● **Extracted information**:
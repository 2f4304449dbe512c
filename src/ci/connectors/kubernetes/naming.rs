//! Resource name generation
//!
//! Names are derived from the runner identity. The base is truncated so the
//! role suffix and random suffix always survive the platform length limit.

use crate::config::RunnerConfig;
use uuid::Uuid;

pub const MAX_POD_NAME_LENGTH: usize = 63;
pub const STEP_POD_NAME_SUFFIX_LENGTH: usize = 8;

const WORKFLOW_SUFFIX: &str = "-workflow";
const STEP_SUFFIX: &str = "-step-";
const SECRET_SUFFIX: &str = "-secret-";

/// Label attached to every resource created for a runner
#[derive(Debug, Clone, PartialEq, Eq)]
pub struct RunnerInstanceLabel {
    runner_pod_name: String,
}

impl RunnerInstanceLabel {
    pub fn new(runner_pod_name: impl Into<String>) -> Self {
        Self {
            runner_pod_name: runner_pod_name.into(),
        }
    }

    pub fn key(&self) -> &str {
        "runner-pod"
    }

    pub fn value(&self) -> &str {
        &self.runner_pod_name
    }
}

impl std::fmt::Display for RunnerInstanceLabel {
    fn fmt(&self, f: &mut std::fmt::Formatter<'_>) -> std::fmt::Result {
        write!(f, "{}={}", self.key(), self.value())
    }
}

#[derive(Debug, Clone)]
pub struct NameGenerator {
    runner_pod_name: String,
    volume_claim_name: String,
}

impl NameGenerator {
    pub fn new(config: &RunnerConfig) -> Self {
        Self {
            runner_pod_name: config.runner_pod_name.clone(),
            volume_claim_name: config.volume_claim_name.clone(),
        }
    }

    pub fn volume_claim_name(&self) -> &str {
        &self.volume_claim_name
    }

    pub fn runner_label(&self) -> RunnerInstanceLabel {
        RunnerInstanceLabel::new(self.runner_pod_name.clone())
    }

    /// Name of the job pod shared by the whole workflow run.
    pub fn job_pod_name(&self) -> String {
        format!(
            "{}{}",
            truncate_base(&self.runner_pod_name, MAX_POD_NAME_LENGTH - WORKFLOW_SUFFIX.len()),
            WORKFLOW_SUFFIX
        )
    }

    pub fn step_pod_name(&self) -> String {
        self.with_random_suffix(STEP_SUFFIX)
    }

    pub fn secret_name(&self) -> String {
        self.with_random_suffix(SECRET_SUFFIX)
    }

    fn with_random_suffix(&self, role: &str) -> String {
        let budget = MAX_POD_NAME_LENGTH - (role.len() + STEP_POD_NAME_SUFFIX_LENGTH);
        format!(
            "{}{}{}",
            truncate_base(&self.runner_pod_name, budget),
            role,
            random_suffix()
        )
    }
}

/// First characters of a v4 UUID; collision avoidance only.
fn random_suffix() -> String {
    let mut id = Uuid::new_v4().simple().to_string();
    id.truncate(STEP_POD_NAME_SUFFIX_LENGTH);
    id
}

/// Cut `base` to at most `max_len` bytes without splitting a character.
fn truncate_base(base: &str, max_len: usize) -> &str {
    if base.len() <= max_len {
        return base;
    }
    let mut end = max_len;
    while !base.is_char_boundary(end) {
        end -= 1;
    }
    &base[..end]
}
use anyhow::Context;
use dotenv::dotenv;
use runner_container_step::ci::connectors::kubernetes::KubectlClient;
use runner_container_step::ci::HookInput;
use runner_container_step::{KubernetesConnector, RunnerConfig};
use std::sync::Arc;
use tokio::io::AsyncReadExt;
use tracing::{error, info};
use tracing_subscriber::{layer::SubscriberExt, util::SubscriberInitExt};

#[tokio::main]
async fn main() {
    dotenv().ok();

    // stdout carries the step's container logs
    tracing_subscriber::registry()
        .with(
            tracing_subscriber::EnvFilter::try_from_default_env()
                .unwrap_or_else(|_| "info".into()),
        )
        .with(tracing_subscriber::fmt::layer().with_writer(std::io::stderr))
        .init();

    let exit_code = match run().await {
        Ok(code) => code,
        Err(e) => {
            error!("❌ Container step failed: {:#}", e);
            1
        }
    };

    std::process::exit(exit_code);
}

async fn run() -> anyhow::Result<i32> {
    let mut input = String::new();
    tokio::io::stdin()
        .read_to_string(&mut input)
        .await
        .context("Failed to read hook input from stdin")?;

    let step = HookInput::from_json(&input)?.into_step()?;
    let config = Arc::new(RunnerConfig::from_env()?);
    let client = Arc::new(KubectlClient::from_config(&config));
    let connector = KubernetesConnector::new(config, client);

    let exit_code = connector.run_container_step(&step).await?;
    info!("🏁 Step exit code: {}", exit_code);
    Ok(exit_code)
}
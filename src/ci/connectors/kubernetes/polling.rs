//! Fixed-interval polling with a deadline
//!
//! Every wait in the orchestrator (pod discovery, pod phase, job completion)
//! goes through [`Poller::poll_until`]. The loop suspends between probes and
//! never runs probes concurrently.

use crate::error::{AppError, Result};
use std::future::Future;
use std::sync::atomic::{AtomicBool, Ordering};
use std::sync::Arc;
use std::time::Duration;
use tokio::time::{sleep, Instant};
use tracing::debug;

/// Outcome of a single probe
#[derive(Debug, Clone, PartialEq, Eq)]
pub enum Probe<T> {
    Done(T),
    Continue,
}

#[derive(Debug, Clone)]
pub struct Poller {
    interval: Duration,
    timeout: Duration,
    cancel: Option<Arc<AtomicBool>>,
}

impl Poller {
    pub fn new(interval: Duration, timeout: Duration) -> Self {
        Self {
            interval,
            timeout,
            cancel: None,
        }
    }

    /// Abort the wait at the next tick once `flag` is raised.
    pub fn with_cancel_flag(mut self, flag: Arc<AtomicBool>) -> Self {
        self.cancel = Some(flag);
        self
    }

    /// Run `probe` until it returns [`Probe::Done`], fails, or the deadline
    /// passes. The probe always runs at least once.
    pub async fn poll_until<T, F, Fut>(&self, what: &str, mut probe: F) -> Result<T>
    where
        F: FnMut() -> Fut,
        Fut: Future<Output = Result<Probe<T>>>,
    {
        let start_time = Instant::now();
        let mut attempt: u32 = 0;

        loop {
            if self.is_cancelled() {
                return Err(AppError::PollingCancelled(what.to_string()));
            }

            attempt += 1;
            if let Probe::Done(value) = probe().await? {
                debug!("✅ {} ready after {} probe(s)", what, attempt);
                return Ok(value);
            }

            if start_time.elapsed() >= self.timeout {
                return Err(AppError::PollingTimeout {
                    what: what.to_string(),
                    seconds: self.timeout.as_secs(),
                });
            }

            sleep(self.interval).await;
        }
    }

    fn is_cancelled(&self) -> bool {
        self.cancel
            .as_ref()
            .map(|flag| flag.load(Ordering::SeqCst))
            .unwrap_or(false)
    }
}
pub mod config;
pub mod connectors;

pub use config::{HookInput, StepDescriptor};
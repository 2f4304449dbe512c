//! Kubernetes connector module
//!
//! Runs a single CI container step as an ephemeral Kubernetes Job and reports
//! the step's exit code. Components, leaves first: resource naming,
//! entry-point scripts, manifest generation, polling, job lifecycle, and the
//! orchestrating connector.

pub mod connector;
pub mod entrypoint;
pub mod job_manager;
pub mod kubectl;
pub mod naming;
pub mod polling;
pub mod yaml_generator;

pub use connector::{exit_code_from_status, KubernetesConnector};
pub use kubectl::KubectlClient;
pub use naming::NameGenerator;
#![allow(dead_code)]

// Test utilities and common setup
pub mod mocks;

pub use mocks::*;

use runner_container_step::RunnerConfig;
use std::path::Path;
use std::time::Duration;

pub const RUNNER_POD_NAME: &str = "arc-runner-7x9kq";
pub const RUNNER_CLAIM_NAME: &str = "arc-runner-7x9kq-work";

/// Runner configuration with millisecond polling, scripts written to `temp`.
pub fn test_config(temp: &Path) -> RunnerConfig {
    let mut config = RunnerConfig::from_vars([
        ("ACTIONS_RUNNER_POD_NAME", RUNNER_POD_NAME),
        ("ACTIONS_RUNNER_CLAIM_NAME", RUNNER_CLAIM_NAME),
        ("GITHUB_WORKSPACE", "/home/runner/_work/repo/repo"),
    ])
    .expect("test configuration");

    config.runner_temp = temp.to_path_buf();
    config.poll_interval = Duration::from_millis(1);
    config.pod_discovery_timeout = Duration::from_millis(500);
    config.pod_phase_timeout = Duration::from_millis(500);
    config.job_completion_timeout = Duration::from_millis(500);
    config
}
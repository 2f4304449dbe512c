use crate::error::{AppError, Result};
use std::collections::HashMap;
use tracing::debug;

/// Suffix appended to every missing-variable message.
const ADMINISTRATOR_HINT: &str = "please contact your self hosted runner administrator";

/// Environment configuration loader
///
/// Reads variables from an explicit source map so that the process
/// environment is consulted exactly once, when the loader is built.
pub struct EnvironmentLoader {
    source: HashMap<String, String>,
    required_vars: Vec<String>,
    optional_vars: HashMap<String, String>, // var_name -> default_value
}

impl EnvironmentLoader {
    /// Snapshot the current process environment.
    pub fn from_process() -> Self {
        Self::from_vars(std::env::vars())
    }

    pub fn from_vars<I, K, V>(vars: I) -> Self
    where
        I: IntoIterator<Item = (K, V)>,
        K: Into<String>,
        V: Into<String>,
    {
        Self {
            source: vars
                .into_iter()
                .map(|(k, v)| (k.into(), v.into()))
                .collect(),
            required_vars: Vec::new(),
            optional_vars: HashMap::new(),
        }
    }

    pub fn require_var(mut self, var_name: &str) -> Self {
        self.required_vars.push(var_name.to_string());
        self
    }

    pub fn optional_var(mut self, var_name: &str, default_value: &str) -> Self {
        self.optional_vars
            .insert(var_name.to_string(), default_value.to_string());
        self
    }

    /// Load and validate all declared variables.
    ///
    /// A required variable that is present but empty counts as missing.
    pub fn load(&self) -> Result<EnvironmentConfig> {
        let mut config = EnvironmentConfig {
            variables: HashMap::new(),
        };

        for var_name in &self.required_vars {
            match self.source.get(var_name).filter(|v| !v.is_empty()) {
                Some(value) => {
                    config.variables.insert(var_name.clone(), value.clone());
                }
                None => {
                    return Err(AppError::ConfigError(format!(
                        "'{}' env is required, {}",
                        var_name, ADMINISTRATOR_HINT
                    )));
                }
            }
        }

        for (var_name, default_value) in &self.optional_vars {
            let value = self
                .source
                .get(var_name)
                .filter(|v| !v.is_empty())
                .cloned()
                .unwrap_or_else(|| default_value.clone());
            config.variables.insert(var_name.clone(), value);
        }

        debug!(
            required_vars = self.required_vars.len(),
            optional_vars = self.optional_vars.len(),
            "🌍 Environment configuration loaded"
        );

        Ok(config)
    }
}

/// Environment configuration container
#[derive(Debug, Clone)]
pub struct EnvironmentConfig {
    pub variables: HashMap<String, String>,
}

impl EnvironmentConfig {
    /// Returns a declared variable, with empty optional defaults read as unset.
    pub fn get_non_empty(&self, key: &str) -> Option<String> {
        self.variables.get(key).filter(|v| !v.is_empty()).cloned()
    }

    pub fn get_or_default(&self, key: &str, default: &str) -> String {
        self.variables
            .get(key)
            .cloned()
            .unwrap_or_else(|| default.to_string())
    }

    pub fn get_int<T>(&self, key: &str) -> Result<T>
    where
        T: std::str::FromStr,
        T::Err: std::fmt::Display,
    {
        match self.variables.get(key) {
            Some(value) => value.trim().parse::<T>().map_err(|e| {
                AppError::ConfigError(format!("Invalid integer value for '{}': {}", key, e))
            }),
            None => Err(AppError::ConfigError(format!(
                "Environment variable '{}' not found",
                key
            ))),
        }
    }
}
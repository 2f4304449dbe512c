//! Platform connectors for container steps
//!
//! `traits` describes the orchestration-platform API the step orchestrator
//! drives; `kubernetes` holds the orchestrator itself and the kubectl-backed
//! client.

pub mod kubernetes;
pub mod traits;

pub use kubernetes::KubernetesConnector;
pub use traits::{ContainerStatus, JobStatus, KubernetesApi, PodPhase, PodStatus};
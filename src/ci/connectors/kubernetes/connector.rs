//! Kubernetes connector implementation
//!
//! Runs one container step as a Kubernetes Job:
//! - Resource naming and entry-point script materialization
//! - Job manifest generation and submission
//! - Pod phase waiting, log forwarding and completion waiting
//! - Exit code extraction from the pod's container statuses

use super::entrypoint::{EntryPointWriter, ResolvedEntryPoint};
use super::job_manager::KubernetesJobManager;
use super::naming::NameGenerator;
use super::yaml_generator::{JobManifest, KubernetesYamlGenerator, JOB_CONTAINER_NAME};
use crate::ci::config::StepDescriptor;
use crate::ci::connectors::traits::{KubernetesApi, PodPhase, PodStatus};
use crate::config::RunnerConfig;
use crate::error::Result;
use std::collections::HashSet;
use std::sync::Arc;
use tracing::{debug, info, warn};

/// Kubernetes connector for executing container steps as Jobs
pub struct KubernetesConnector {
    config: Arc<RunnerConfig>,
    names: NameGenerator,
    entry_points: EntryPointWriter,
    job_manager: KubernetesJobManager,
}

impl KubernetesConnector {
    pub fn new(config: Arc<RunnerConfig>, api: Arc<dyn KubernetesApi>) -> Self {
        let job_manager = KubernetesJobManager::new(api, &config);
        Self::with_job_manager(config, job_manager)
    }

    pub fn with_job_manager(config: Arc<RunnerConfig>, job_manager: KubernetesJobManager) -> Self {
        Self {
            names: NameGenerator::new(&config),
            entry_points: EntryPointWriter::new(&config.runner_temp),
            job_manager,
            config,
        }
    }

    /// Materialize the entry-point script and build the Job for `step`.
    pub async fn build_job_manifest(&self, step: &StepDescriptor) -> Result<JobManifest> {
        step.validate()?;

        let resolved = ResolvedEntryPoint::resolve(
            step.entry_point.as_deref(),
            step.entry_point_args.as_deref(),
        );
        let script = self
            .entry_points
            .write(&step.working_directory, &resolved, &step.prepend_path)
            .await?;

        let container = KubernetesYamlGenerator::build_container_spec(
            step,
            &script,
            KubernetesYamlGenerator::container_volumes(self.config.github_workspace.as_deref()),
        )?;

        Ok(KubernetesYamlGenerator::generate_job_manifest(
            &self.names.step_pod_name(),
            container,
            &self.names.runner_label(),
            self.names.volume_claim_name(),
        ))
    }

    /// Drive `step` to completion and return its process exit code
    pub async fn run_container_step(&self, step: &StepDescriptor) -> Result<i32> {
        info!("☸️ Running container step with image: {}", step.image);

        let manifest = self.build_job_manifest(step).await?;
        let job_name = self.job_manager.submit_job(&manifest).await?;

        let pod_name = self.job_manager.get_container_job_pod_name(&job_name).await?;
        self.job_manager
            .wait_for_pod_phases(
                &pod_name,
                &HashSet::from([PodPhase::Completed, PodPhase::Running]),
                &HashSet::from([PodPhase::Pending]),
            )
            .await?;

        self.job_manager
            .get_pod_logs(&pod_name, JOB_CONTAINER_NAME)
            .await?;
        self.job_manager.wait_for_job_to_complete(&job_name).await?;

        let status = self.job_manager.get_pod_status(&pod_name).await?;
        let exit_code = exit_code_from_status(&status);

        info!(
            "🏁 Container step finished: job={}, pod={}, exit_code={}",
            job_name, pod_name, exit_code
        );
        Ok(exit_code)
    }
}

/// Exit code of the last reported container; 0 when it cannot be determined.
pub fn exit_code_from_status(status: &PodStatus) -> i32 {
    // Positional: relies on the platform's container status ordering.
    let Some(last) = status.container_statuses.last() else {
        warn!("⚠️ Can't determine container status");
        return 0;
    };

    let exit_code = last
        .terminated
        .as_ref()
        .and_then(|terminated| terminated.exit_code)
        .unwrap_or(0);

    debug!(
        "📊 Container {} exit code: {} ({} status(es) reported)",
        last.name,
        exit_code,
        status.container_statuses.len()
    );
    exit_code
}
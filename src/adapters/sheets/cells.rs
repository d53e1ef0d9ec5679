use serde_json::Value;

/// Cell text as shown in the sheet. Strings are taken verbatim, blanks read as `""`.
pub fn cell_to_string(value: Value) -> String {
    match value {
        Value::String(text) => text,
        Value::Null => String::new(),
        other => other.to_string(),
    }
}

pub trait IntoStringRows {
    fn into_string_rows(self) -> Vec<Vec<String>>;
}

impl IntoStringRows for Vec<Vec<Value>> {
    fn into_string_rows(self) -> Vec<Vec<String>> {
        self.into_iter()
            .map(|row| row.into_iter().map(cell_to_string).collect())
            .collect()
    }
}
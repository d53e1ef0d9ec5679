//! Header heuristics for tabs whose layout is only known at request time.

const DATE_TERM_CJK: &str = "日期";
const TIME_TERM_CJK: &str = "時間";
const DATE_TERM: &str = "date";
const CASE_TERM_CJK: &str = "案件";

fn compact_lowercase(label: &str) -> String {
    label
        .chars()
        .filter(|c| !c.is_whitespace())
        .collect::<String>()
        .to_lowercase()
}

/// `日期`/`時間` are matched with whitespace removed; `date` is matched on the
/// lower-cased label as written, so `"Due Date"` matches but `"da te"` does not.
pub fn is_time_label(label: &str) -> bool {
    if label.is_empty() {
        return false;
    }
    let compact = compact_lowercase(label);
    compact.contains(DATE_TERM_CJK)
        || compact.contains(TIME_TERM_CJK)
        || label.to_lowercase().contains(DATE_TERM)
}

pub fn is_case_label(label: &str) -> bool {
    !label.is_empty() && compact_lowercase(label).contains(CASE_TERM_CJK)
}

pub fn find_time_column(header: &[String]) -> Option<usize> {
    header.iter().position(|label| is_time_label(label))
}

pub fn find_case_column(header: &[String]) -> Option<usize> {
    header.iter().position(|label| is_case_label(label))
}

/// Resolved positions of the time and case-name columns of one tab.
#[derive(Debug, Clone, Copy, Default, PartialEq, Eq)]
pub struct HeaderColumns {
    pub time: Option<usize>,
    pub case_name: Option<usize>,
}

impl HeaderColumns {
    pub fn locate(header: &[String]) -> Self {
        HeaderColumns {
            time: find_time_column(header),
            case_name: find_case_column(header),
        }
    }

    pub fn is_reserved(&self, index: usize) -> bool {
        self.time == Some(index) || self.case_name == Some(index)
    }
}

#[cfg(test)]
mod tests {
    use super::*;

    fn header(labels: &[&str]) -> Vec<String> {
        labels.iter().map(|label| label.to_string()).collect()
    }

    #[test]
    fn test_cjk_date_and_time_labels() {
        assert_eq!(find_time_column(&header(&["案件", "日期"])), Some(1));
        assert_eq!(find_time_column(&header(&["備註", "時 間"])), Some(1));
        assert_eq!(find_time_column(&header(&["交易\u{3000}日期"])), Some(0));
    }

    #[test]
    fn test_date_matches_case_insensitively_without_stripping() {
        assert_eq!(find_time_column(&header(&["name", "Due DATE"])), Some(1));
        assert_eq!(find_time_column(&header(&["name", "da te"])), None);
        assert_eq!(find_time_column(&header(&["updated"])), Some(0), "substring of upDATEd");
    }

    #[test]
    fn test_first_matching_column_wins() {
        assert_eq!(find_time_column(&header(&["時間", "日期", "date"])), Some(0));
        assert_eq!(find_case_column(&header(&["案件編號", "案件名稱"])), Some(0));
    }

    #[test]
    fn test_case_label_ignores_whitespace() {
        assert_eq!(find_case_column(&header(&["id", " 案 件 "])), Some(1));
        assert_eq!(find_case_column(&header(&["id", "名稱"])), None);
    }

    #[test]
    fn test_empty_labels_never_match() {
        assert_eq!(find_time_column(&header(&["", ""])), None);
        assert_eq!(find_case_column(&header(&[""])), None);
        assert_eq!(HeaderColumns::locate(&[]), HeaderColumns::default());
    }

    #[test]
    fn test_remark_column_is_not_reserved() {
        let columns = HeaderColumns::locate(&header(&["日期", "備註"]));
        assert_eq!(columns.time, Some(0));
        assert_eq!(columns.case_name, None);
        assert!(columns.is_reserved(0));
        assert!(!columns.is_reserved(1));
    }
}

● **What this task involves**: Search the entries for the word "ConfigError", then gather every line that has it.

● **Exercise output**:
                    return Err(AppError::ConfigError(format!(
                AppError::ConfigError(format!("Invalid integer value for '{}': {}", key, e))
            None => Err(AppError::ConfigError(format!(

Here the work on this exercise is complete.